### Exercise details
Copy whichever lines of the data hold the word "DateTime".

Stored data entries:
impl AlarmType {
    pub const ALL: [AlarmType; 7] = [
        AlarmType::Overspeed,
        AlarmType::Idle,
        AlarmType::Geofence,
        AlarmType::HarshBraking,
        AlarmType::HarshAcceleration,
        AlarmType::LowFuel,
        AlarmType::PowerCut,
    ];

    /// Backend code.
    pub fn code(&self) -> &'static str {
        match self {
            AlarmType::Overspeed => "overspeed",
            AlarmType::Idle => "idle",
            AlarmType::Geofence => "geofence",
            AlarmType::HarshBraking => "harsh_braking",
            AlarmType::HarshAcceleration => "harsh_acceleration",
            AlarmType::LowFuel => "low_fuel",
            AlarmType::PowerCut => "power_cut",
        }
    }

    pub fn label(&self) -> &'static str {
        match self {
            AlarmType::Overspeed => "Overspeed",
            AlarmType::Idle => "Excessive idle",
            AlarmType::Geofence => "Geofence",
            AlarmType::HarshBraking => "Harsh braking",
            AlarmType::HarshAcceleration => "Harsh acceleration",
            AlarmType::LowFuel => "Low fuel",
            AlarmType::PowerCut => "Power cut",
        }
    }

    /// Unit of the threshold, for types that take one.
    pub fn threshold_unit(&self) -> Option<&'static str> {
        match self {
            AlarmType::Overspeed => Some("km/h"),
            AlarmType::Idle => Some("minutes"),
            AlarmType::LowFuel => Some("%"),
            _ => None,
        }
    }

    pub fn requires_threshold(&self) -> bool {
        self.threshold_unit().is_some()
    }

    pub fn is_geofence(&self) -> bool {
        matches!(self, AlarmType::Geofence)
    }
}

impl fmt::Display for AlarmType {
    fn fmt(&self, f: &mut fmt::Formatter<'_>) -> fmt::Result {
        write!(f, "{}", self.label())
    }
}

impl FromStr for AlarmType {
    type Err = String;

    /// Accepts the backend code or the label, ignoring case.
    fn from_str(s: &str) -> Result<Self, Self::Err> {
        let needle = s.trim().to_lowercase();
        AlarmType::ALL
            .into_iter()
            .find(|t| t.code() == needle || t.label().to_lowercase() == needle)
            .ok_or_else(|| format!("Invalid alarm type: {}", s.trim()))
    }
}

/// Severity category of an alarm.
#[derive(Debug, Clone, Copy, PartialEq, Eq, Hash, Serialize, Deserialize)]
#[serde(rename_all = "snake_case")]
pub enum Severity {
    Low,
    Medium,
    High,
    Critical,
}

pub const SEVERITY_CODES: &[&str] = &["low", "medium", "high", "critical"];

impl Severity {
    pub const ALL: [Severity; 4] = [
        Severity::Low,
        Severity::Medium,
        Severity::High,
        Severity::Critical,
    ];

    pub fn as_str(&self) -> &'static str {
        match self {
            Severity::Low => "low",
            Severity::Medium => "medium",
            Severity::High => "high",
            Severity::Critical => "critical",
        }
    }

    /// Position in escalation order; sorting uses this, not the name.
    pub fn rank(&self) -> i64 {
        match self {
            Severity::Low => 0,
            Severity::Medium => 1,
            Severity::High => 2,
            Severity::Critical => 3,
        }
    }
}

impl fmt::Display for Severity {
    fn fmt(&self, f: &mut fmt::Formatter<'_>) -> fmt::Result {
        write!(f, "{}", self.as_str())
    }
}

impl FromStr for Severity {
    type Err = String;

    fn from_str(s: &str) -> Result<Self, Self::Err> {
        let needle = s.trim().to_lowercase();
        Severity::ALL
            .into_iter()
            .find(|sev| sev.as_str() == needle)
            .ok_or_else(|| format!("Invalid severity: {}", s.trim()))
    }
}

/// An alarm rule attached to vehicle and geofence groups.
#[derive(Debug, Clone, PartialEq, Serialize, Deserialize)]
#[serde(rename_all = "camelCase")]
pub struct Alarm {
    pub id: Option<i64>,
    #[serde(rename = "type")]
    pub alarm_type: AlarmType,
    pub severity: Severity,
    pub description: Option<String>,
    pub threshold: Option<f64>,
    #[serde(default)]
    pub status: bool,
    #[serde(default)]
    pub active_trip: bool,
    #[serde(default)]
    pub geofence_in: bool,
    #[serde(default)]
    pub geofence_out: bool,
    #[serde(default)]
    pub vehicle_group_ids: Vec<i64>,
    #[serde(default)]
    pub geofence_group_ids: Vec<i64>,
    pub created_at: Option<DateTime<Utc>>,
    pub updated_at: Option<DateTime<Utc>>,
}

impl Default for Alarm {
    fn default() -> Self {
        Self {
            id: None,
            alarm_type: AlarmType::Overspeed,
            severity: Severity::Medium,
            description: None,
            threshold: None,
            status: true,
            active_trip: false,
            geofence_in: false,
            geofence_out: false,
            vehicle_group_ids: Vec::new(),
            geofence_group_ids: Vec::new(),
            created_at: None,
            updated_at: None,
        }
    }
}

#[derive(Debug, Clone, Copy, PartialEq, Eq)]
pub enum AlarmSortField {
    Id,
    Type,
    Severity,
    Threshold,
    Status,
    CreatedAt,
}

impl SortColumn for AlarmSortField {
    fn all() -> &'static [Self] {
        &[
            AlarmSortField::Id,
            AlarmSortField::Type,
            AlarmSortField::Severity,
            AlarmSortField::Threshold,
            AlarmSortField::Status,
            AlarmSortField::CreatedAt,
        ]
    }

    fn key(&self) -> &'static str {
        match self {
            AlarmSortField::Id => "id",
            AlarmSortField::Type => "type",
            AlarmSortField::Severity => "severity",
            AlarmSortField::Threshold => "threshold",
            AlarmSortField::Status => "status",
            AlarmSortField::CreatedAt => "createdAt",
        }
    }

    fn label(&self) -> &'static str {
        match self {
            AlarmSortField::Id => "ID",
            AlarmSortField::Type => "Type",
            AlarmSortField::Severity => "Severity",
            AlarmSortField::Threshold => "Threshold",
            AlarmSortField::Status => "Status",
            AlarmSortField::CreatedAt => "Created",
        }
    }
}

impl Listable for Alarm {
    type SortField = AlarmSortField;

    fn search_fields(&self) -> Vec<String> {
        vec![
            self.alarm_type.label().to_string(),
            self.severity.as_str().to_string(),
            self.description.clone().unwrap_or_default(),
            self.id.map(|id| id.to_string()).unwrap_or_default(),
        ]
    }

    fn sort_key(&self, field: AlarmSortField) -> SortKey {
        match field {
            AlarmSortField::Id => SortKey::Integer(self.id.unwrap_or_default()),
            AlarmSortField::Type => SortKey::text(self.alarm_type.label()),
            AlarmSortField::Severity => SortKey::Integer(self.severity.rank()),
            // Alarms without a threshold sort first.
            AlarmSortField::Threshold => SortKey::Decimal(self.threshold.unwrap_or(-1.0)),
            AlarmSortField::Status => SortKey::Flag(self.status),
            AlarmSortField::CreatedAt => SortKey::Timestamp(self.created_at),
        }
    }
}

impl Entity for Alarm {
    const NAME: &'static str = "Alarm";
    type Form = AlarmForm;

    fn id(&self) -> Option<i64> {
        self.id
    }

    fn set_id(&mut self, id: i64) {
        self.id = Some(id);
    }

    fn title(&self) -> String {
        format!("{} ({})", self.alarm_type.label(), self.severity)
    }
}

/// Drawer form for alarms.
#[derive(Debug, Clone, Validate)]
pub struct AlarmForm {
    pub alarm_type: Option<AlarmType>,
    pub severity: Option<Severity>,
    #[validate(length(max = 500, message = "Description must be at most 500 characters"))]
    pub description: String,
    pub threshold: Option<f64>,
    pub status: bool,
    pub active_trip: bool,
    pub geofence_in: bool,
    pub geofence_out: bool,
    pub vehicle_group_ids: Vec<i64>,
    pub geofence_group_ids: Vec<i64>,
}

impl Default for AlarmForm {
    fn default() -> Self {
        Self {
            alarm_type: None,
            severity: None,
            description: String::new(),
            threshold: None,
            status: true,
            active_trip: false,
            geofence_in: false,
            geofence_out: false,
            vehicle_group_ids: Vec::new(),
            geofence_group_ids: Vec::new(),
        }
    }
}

### Reply
    pub created_at: Option<DateTime<Utc>>,
    pub updated_at: Option<DateTime<Utc>>,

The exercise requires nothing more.